Only the lines that hold "InstanceRecord" should be in the answer, each copied from the data below.

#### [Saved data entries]
=== Begin Enclosure ===
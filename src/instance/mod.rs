//! Per-instance transform buffers. One instance is a fixed 16-float record
//! (position, color, rotation, scale, 4 components each), so the flat buffer
//! needs no layout metadata beyond its length.

use serde::Serialize;
use thiserror::Error;

use crate::core::byte_coder::{ByteReader, ByteWriter, ReaderErr};
use crate::core::format::ComponentDataType;

pub const DEFAULT_POSITION: [f32; 4] = [0.0, 0.0, 0.0, 0.0];
pub const DEFAULT_COLOR: [f32; 4] = [1.0, 1.0, 1.0, 1.0];
pub const DEFAULT_ROTATION: [f32; 4] = [0.0, 0.0, 0.0, 0.0];
pub const DEFAULT_SCALE: [f32; 4] = [1.0, 1.0, 1.0, 0.0];

#[remain::sorted]
#[derive(Error, Debug, Clone, Copy, PartialEq, Eq)]
pub enum Err {
    #[error("Reader error: {0}")]
    Reader(#[from] ReaderErr),

    #[error("An instance buffer of {len} bytes does not divide into 4-byte floats.")]
    UnalignedBuffer { len: usize },
}

/// One instanced transform variant.
#[derive(Clone, Copy, Debug, PartialEq, Serialize)]
pub struct InstanceRecord {
    pub position: [f32; 4],
    pub color: [f32; 4],
    pub rotation: [f32; 4],
    pub scale: [f32; 4],
}

impl InstanceRecord {
    pub const NUM_FLOATS: usize = 16;

    pub fn to_floats(&self) -> [f32; 16] {
        let mut out = [0.0; 16];
        out[..4].copy_from_slice(&self.position);
        out[4..8].copy_from_slice(&self.color);
        out[8..12].copy_from_slice(&self.rotation);
        out[12..].copy_from_slice(&self.scale);
        out
    }

    pub fn from_floats(floats: [f32; 16]) -> Self {
        let mut record = Self::default();
        record.position.copy_from_slice(&floats[..4]);
        record.color.copy_from_slice(&floats[4..8]);
        record.rotation.copy_from_slice(&floats[8..12]);
        record.scale.copy_from_slice(&floats[12..]);
        record
    }
}

impl Default for InstanceRecord {
    fn default() -> Self {
        Self {
            position: DEFAULT_POSITION,
            color: DEFAULT_COLOR,
            rotation: DEFAULT_ROTATION,
            scale: DEFAULT_SCALE,
        }
    }
}

/// Builds a flat instance buffer from up to four optional lists. An empty
/// slice means the list is absent.
///
/// Elements shorter than 4 components are right-padded with zeros; components
/// past the fourth are ignored. Lists shorter than the longest list fall back
/// to the per-category default for the missing trailing instances. With no
/// input at all, exactly one default instance is produced.
pub fn build_instances(
    positions: &[Vec<f32>],
    colors: &[Vec<f32>],
    rotations: &[Vec<f32>],
    scales: &[Vec<f32>],
) -> Vec<f32> {
    let num_instances = positions
        .len()
        .max(colors.len())
        .max(rotations.len())
        .max(scales.len())
        .max(1);

    let mut out = Vec::with_capacity(num_instances * InstanceRecord::NUM_FLOATS);
    for i in 0..num_instances {
        let record = InstanceRecord {
            position: group(positions, i, DEFAULT_POSITION),
            color: group(colors, i, DEFAULT_COLOR),
            rotation: group(rotations, i, DEFAULT_ROTATION),
            scale: group(scales, i, DEFAULT_SCALE),
        };
        out.extend_from_slice(&record.to_floats());
    }
    out
}

/// Concatenates new instance values onto an existing decoded buffer. The
/// caller owns the swap of the resulting buffer for the old one.
pub fn append_instances(existing: &[f32], added: &[f32]) -> Vec<f32> {
    let mut out = Vec::with_capacity(existing.len() + added.len());
    out.extend_from_slice(existing);
    out.extend_from_slice(added);
    out
}

/// Serializes instance values as little-endian single-precision floats.
pub fn instances_to_bytes(values: &[f32]) -> Vec<u8> {
    let mut bytes = Vec::with_capacity(values.len() * ComponentDataType::F32.size());
    for &value in values {
        bytes.write_f32(value);
    }
    bytes
}

/// Reads an instance buffer back into its flat float values.
pub fn instances_from_bytes(bytes: &[u8]) -> Result<Vec<f32>, Err> {
    let float_size = ComponentDataType::F32.size();
    if bytes.len() % float_size != 0 {
        return Err(Err::UnalignedBuffer { len: bytes.len() });
    }
    let mut reader = bytes.iter().copied();
    let mut values = Vec::with_capacity(bytes.len() / float_size);
    for _ in 0..bytes.len() / float_size {
        values.push(reader.read_f32()?);
    }
    Ok(values)
}

fn group(list: &[Vec<f32>], idx: usize, default: [f32; 4]) -> [f32; 4] {
    match list.get(idx) {
        Some(element) => padded(element),
        None => default,
    }
}

fn padded(element: &[f32]) -> [f32; 4] {
    let mut out = [0.0; 4];
    for (slot, &component) in out.iter_mut().zip(element) {
        *slot = component;
    }
    out
}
=== End Enclosure ===
#### [Response]
pub struct InstanceRecord {
impl InstanceRecord {
impl Default for InstanceRecord {
    let mut out = Vec::with_capacity(num_instances * InstanceRecord::NUM_FLOATS);
        let record = InstanceRecord {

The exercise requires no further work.